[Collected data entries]
▬▬▬▬▬▬▬▬▬▬

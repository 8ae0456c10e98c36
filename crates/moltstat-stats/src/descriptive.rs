//! Central tendency and dispersion over `f64` samples.
//!
//! Every function here is total: an empty (or too short) sample yields `0.0`
//! instead of an error or `NaN`, so bulk reports over sparse groups never fail.

/// Arithmetic mean of `values`.
///
/// Returns `0.0` for an empty sample.
///
/// # Examples
///
/// ```
/// # use moltstat_stats::descriptive::mean;
/// assert_eq!(mean(&[1.0, 2.0, 3.0, 4.0]), 2.5);
/// assert_eq!(mean(&[]), 0.0);
/// ```
#[expect(clippy::cast_precision_loss)]
#[must_use]
pub fn mean(values: &[f64]) -> f64 {
    if values.is_empty() {
        return 0.0;
    }
    values.iter().sum::<f64>() / values.len() as f64
}

/// Median of `values`.
///
/// For an even number of values the two middle elements of the sorted sample
/// are averaged. Returns `0.0` for an empty sample.
///
/// # Examples
///
/// ```
/// # use moltstat_stats::descriptive::median;
/// assert_eq!(median(&[5.0, 1.0, 3.0]), 3.0);
/// assert_eq!(median(&[4.0, 1.0, 3.0, 2.0]), 2.5);
/// assert_eq!(median(&[]), 0.0);
/// ```
#[must_use]
pub fn median(values: &[f64]) -> f64 {
    let mut sorted = values.to_vec();
    sorted.sort_by(f64::total_cmp);
    median_of_sorted(&sorted)
}

fn median_of_sorted(sorted_values: &[f64]) -> f64 {
    let n = sorted_values.len();
    if n == 0 {
        return 0.0;
    }
    if n % 2 == 1 {
        sorted_values[n / 2]
    } else {
        (sorted_values[n / 2 - 1] + sorted_values[n / 2]) / 2.0
    }
}

/// Sample standard deviation of `values` (sum of squared deviations divided by `n - 1`).
///
/// Returns `0.0` when fewer than two values are given.
///
/// # Examples
///
/// ```
/// # use moltstat_stats::descriptive::std;
/// assert_eq!(std(&[2.0, 4.0, 4.0, 4.0, 5.0, 5.0, 7.0, 9.0]), (32.0_f64 / 7.0).sqrt());
/// assert_eq!(std(&[42.0]), 0.0);
/// ```
#[expect(clippy::cast_precision_loss)]
#[must_use]
pub fn std(values: &[f64]) -> f64 {
    if values.len() < 2 {
        return 0.0;
    }
    let m = mean(values);
    let sum_sq = values.iter().map(|v| (v - m).powi(2)).sum::<f64>();
    (sum_sq / (values.len() - 1) as f64).sqrt()
}

/// Descriptive statistics summarizing a sample.
///
/// An empty sample produces all-zero statistics.
#[derive(Debug, Clone, Copy, Default, PartialEq)]
pub struct DescriptiveStats {
    /// Number of values in the sample.
    pub count: usize,
    /// Sum of all values.
    pub total: f64,
    /// The arithmetic mean.
    pub mean: f64,
    /// The median (average of the middle pair for even counts).
    pub median: f64,
    /// The sample standard deviation.
    pub std_dev: f64,
}

impl DescriptiveStats {
    /// Computes descriptive statistics from unsorted values.
    ///
    /// # Examples
    ///
    /// ```
    /// # use moltstat_stats::descriptive::DescriptiveStats;
    /// let stats = DescriptiveStats::new([5.0, 2.0, 4.0, 1.0, 3.0]);
    /// assert_eq!(stats.count, 5);
    /// assert_eq!(stats.total, 15.0);
    /// assert_eq!(stats.mean, 3.0);
    /// assert_eq!(stats.median, 3.0);
    /// ```
    #[must_use]
    pub fn new<I>(values: I) -> Self
    where
        I: IntoIterator<Item = f64>,
    {
        let mut values = values.into_iter().collect::<Vec<_>>();
        values.sort_by(f64::total_cmp);
        Self::from_sorted(&values)
    }

    /// Computes descriptive statistics from pre-sorted values.
    ///
    /// # Panics
    ///
    /// Panics if `sorted_values` is not sorted in ascending order.
    #[must_use]
    pub fn from_sorted(sorted_values: &[f64]) -> Self {
        assert!(
            sorted_values.is_sorted_by(|a, b| a <= b),
            "values must be sorted in ascending order"
        );

        Self {
            count: sorted_values.len(),
            total: sorted_values.iter().sum(),
            mean: mean(sorted_values),
            median: median_of_sorted(sorted_values),
            std_dev: std(sorted_values),
        }
    }
}

#[cfg(test)]
mod tests {
    use super::*;

    #[test]
    fn test_empty_sample_defaults_to_zero() {
        assert_eq!(mean(&[]), 0.0);
        assert_eq!(median(&[]), 0.0);
        assert_eq!(std(&[]), 0.0);
        assert_eq!(DescriptiveStats::new([]), DescriptiveStats::default());
    }

    #[test]
    fn test_single_value_has_zero_std() {
        for x in [0.0, 1.0, -3.5, 1e9] {
            assert_eq!(std(&[x]), 0.0);
        }
    }

    #[test]
    fn test_median_even_length_averages_middle_pair() {
        assert_eq!(median(&[10.0, 1.0, 7.0, 3.0]), 5.0);
    }

    #[test]
    fn test_median_does_not_require_sorted_input() {
        assert_eq!(median(&[9.0, 1.0, 5.0]), 5.0);
    }

    #[test]
    fn test_sample_std_uses_n_minus_one() {
        // deviations from mean 2: 1, 0, 1 -> sum 2, / (3 - 1) = 1
        assert!((std(&[1.0, 2.0, 3.0]) - 1.0).abs() < 1e-12);
    }

    #[test]
    fn test_descriptive_stats_matches_free_functions() {
        let values = [3.0, 8.0, 1.0, 4.0];
        let stats = DescriptiveStats::new(values);
        assert_eq!(stats.count, 4);
        assert_eq!(stats.total, 16.0);
        assert_eq!(stats.mean, mean(&values));
        assert_eq!(stats.median, median(&values));
        assert!((stats.std_dev - std(&values)).abs() < 1e-12);
    }

    #[test]
    #[should_panic(expected = "values must be sorted in ascending order")]
    fn test_from_sorted_rejects_unsorted() {
        let _ = DescriptiveStats::from_sorted(&[2.0, 1.0]);
    }
}
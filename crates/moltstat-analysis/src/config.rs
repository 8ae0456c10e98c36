//! Analysis configuration
//!
//! All fields have defaults, so a configuration file only needs the keys it
//! overrides:
//!
//! ```json
//! {
//!   "exclude_spam": true,
//!   "classifier": { "match_mode": "word-boundary" }
//! }
//! ```

use serde::{Deserialize, Serialize};

use crate::classify::ClassifierConfig;

/// Title keywords that mark a post as learning-related.
pub const LEARNING_KEYWORDS: &[&str] = &[
    "learn",
    "skill",
    "built",
    "tutorial",
    "how to",
    "guide",
    "discovered",
    "figured out",
];

/// Share of posts (in percent) in a single hour above which posting looks scheduled.
pub const DEFAULT_SCHEDULING_THRESHOLD_PCT: f64 = 15.0;

pub const DEFAULT_TOP_LEARNING_POSTS: usize = 10;

pub const DEFAULT_TOP_SUBMOLTS: usize = 10;

#[derive(Debug, derive_more::Display, derive_more::Error)]
pub enum ConfigError {
    #[display("scheduling threshold must be within 0..=100 percent, got {value}")]
    SchedulingThresholdOutOfRange { value: f64 },
    #[display("keyword list '{list}' contains an empty entry")]
    EmptyKeyword { list: &'static str },
    #[display("keyword '{keyword}' in list '{list}' must be lowercase")]
    UppercaseKeyword { list: &'static str, keyword: String },
}

#[derive(Debug, Clone, PartialEq, Serialize, Deserialize)]
#[serde(default)]
pub struct AnalysisConfig {
    pub classifier: ClassifierConfig,
    /// Drop spam posts before computing any aggregate.
    pub exclude_spam: bool,
    pub scheduling_threshold_pct: f64,
    pub top_learning_posts: usize,
    pub learning_keywords: Vec<String>,
    /// Number of most active submolts listed in the report.
    pub top_submolts: usize,
}

impl Default for AnalysisConfig {
    fn default() -> Self {
        Self {
            classifier: ClassifierConfig::default(),
            exclude_spam: false,
            scheduling_threshold_pct: DEFAULT_SCHEDULING_THRESHOLD_PCT,
            top_learning_posts: DEFAULT_TOP_LEARNING_POSTS,
            learning_keywords: LEARNING_KEYWORDS.iter().map(|&k| k.to_owned()).collect(),
            top_submolts: DEFAULT_TOP_SUBMOLTS,
        }
    }
}

impl AnalysisConfig {
    pub fn validate(&self) -> Result<(), ConfigError> {
        if !(0.0..=100.0).contains(&self.scheduling_threshold_pct) {
            return Err(ConfigError::SchedulingThresholdOutOfRange {
                value: self.scheduling_threshold_pct,
            });
        }

        let lists: [(&'static str, &[String]); 5] = [
            ("procedural_keywords", self.classifier.procedural_keywords.as_slice()),
            ("conceptual_keywords", self.classifier.conceptual_keywords.as_slice()),
            ("question_openers", self.classifier.question_openers.as_slice()),
            ("spam_patterns", self.classifier.spam_patterns.as_slice()),
            ("learning_keywords", self.learning_keywords.as_slice()),
        ];
        for (list, keywords) in lists {
            for keyword in keywords {
                if keyword.is_empty() {
                    return Err(ConfigError::EmptyKeyword { list });
                }
                if keyword.to_lowercase() != *keyword {
                    return Err(ConfigError::UppercaseKeyword {
                        list,
                        keyword: keyword.clone(),
                    });
                }
            }
        }
        Ok(())
    }
}

#[cfg(test)]
mod tests {
    use crate::classify::MatchMode;

    use super::*;

    #[test]
    fn test_default_is_valid() {
        AnalysisConfig::default().validate().unwrap();
    }

    #[test]
    fn test_partial_json_keeps_defaults() {
        let config: AnalysisConfig = serde_json::from_str(
            r#"{ "exclude_spam": true, "classifier": { "match_mode": "word-boundary" } }"#,
        )
        .unwrap();
        assert!(config.exclude_spam);
        assert_eq!(config.classifier.match_mode, MatchMode::WordBoundary);
        assert_eq!(
            config.classifier.procedural_keywords,
            ClassifierConfig::default().procedural_keywords
        );
        assert_eq!(config.top_learning_posts, DEFAULT_TOP_LEARNING_POSTS);
        assert_eq!(config.top_submolts, DEFAULT_TOP_SUBMOLTS);
    }

    #[test]
    fn test_rejects_threshold_out_of_range() {
        let config = AnalysisConfig {
            scheduling_threshold_pct: 120.0,
            ..AnalysisConfig::default()
        };
        assert!(matches!(
            config.validate(),
            Err(ConfigError::SchedulingThresholdOutOfRange { .. })
        ));
    }

    #[test]
    fn test_rejects_empty_keyword() {
        let mut config = AnalysisConfig::default();
        config.classifier.spam_patterns.push(String::new());
        let err = config.validate().unwrap_err();
        assert_eq!(
            err.to_string(),
            "keyword list 'spam_patterns' contains an empty entry"
        );
    }

    #[test]
    fn test_rejects_uppercase_keyword() {
        let mut config = AnalysisConfig::default();
        config.learning_keywords = vec!["Learn".to_owned()];
        assert!(matches!(
            config.validate(),
            Err(ConfigError::UppercaseKeyword { list: "learning_keywords", .. })
        ));
    }
}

▬▬▬▬▬▬▬▬▬▬

TASK DIRECTIONS ▸ Tally every line of the data that holds the word "Returns" and write the count alone.

PROBLEM SOLUTION ▸ 3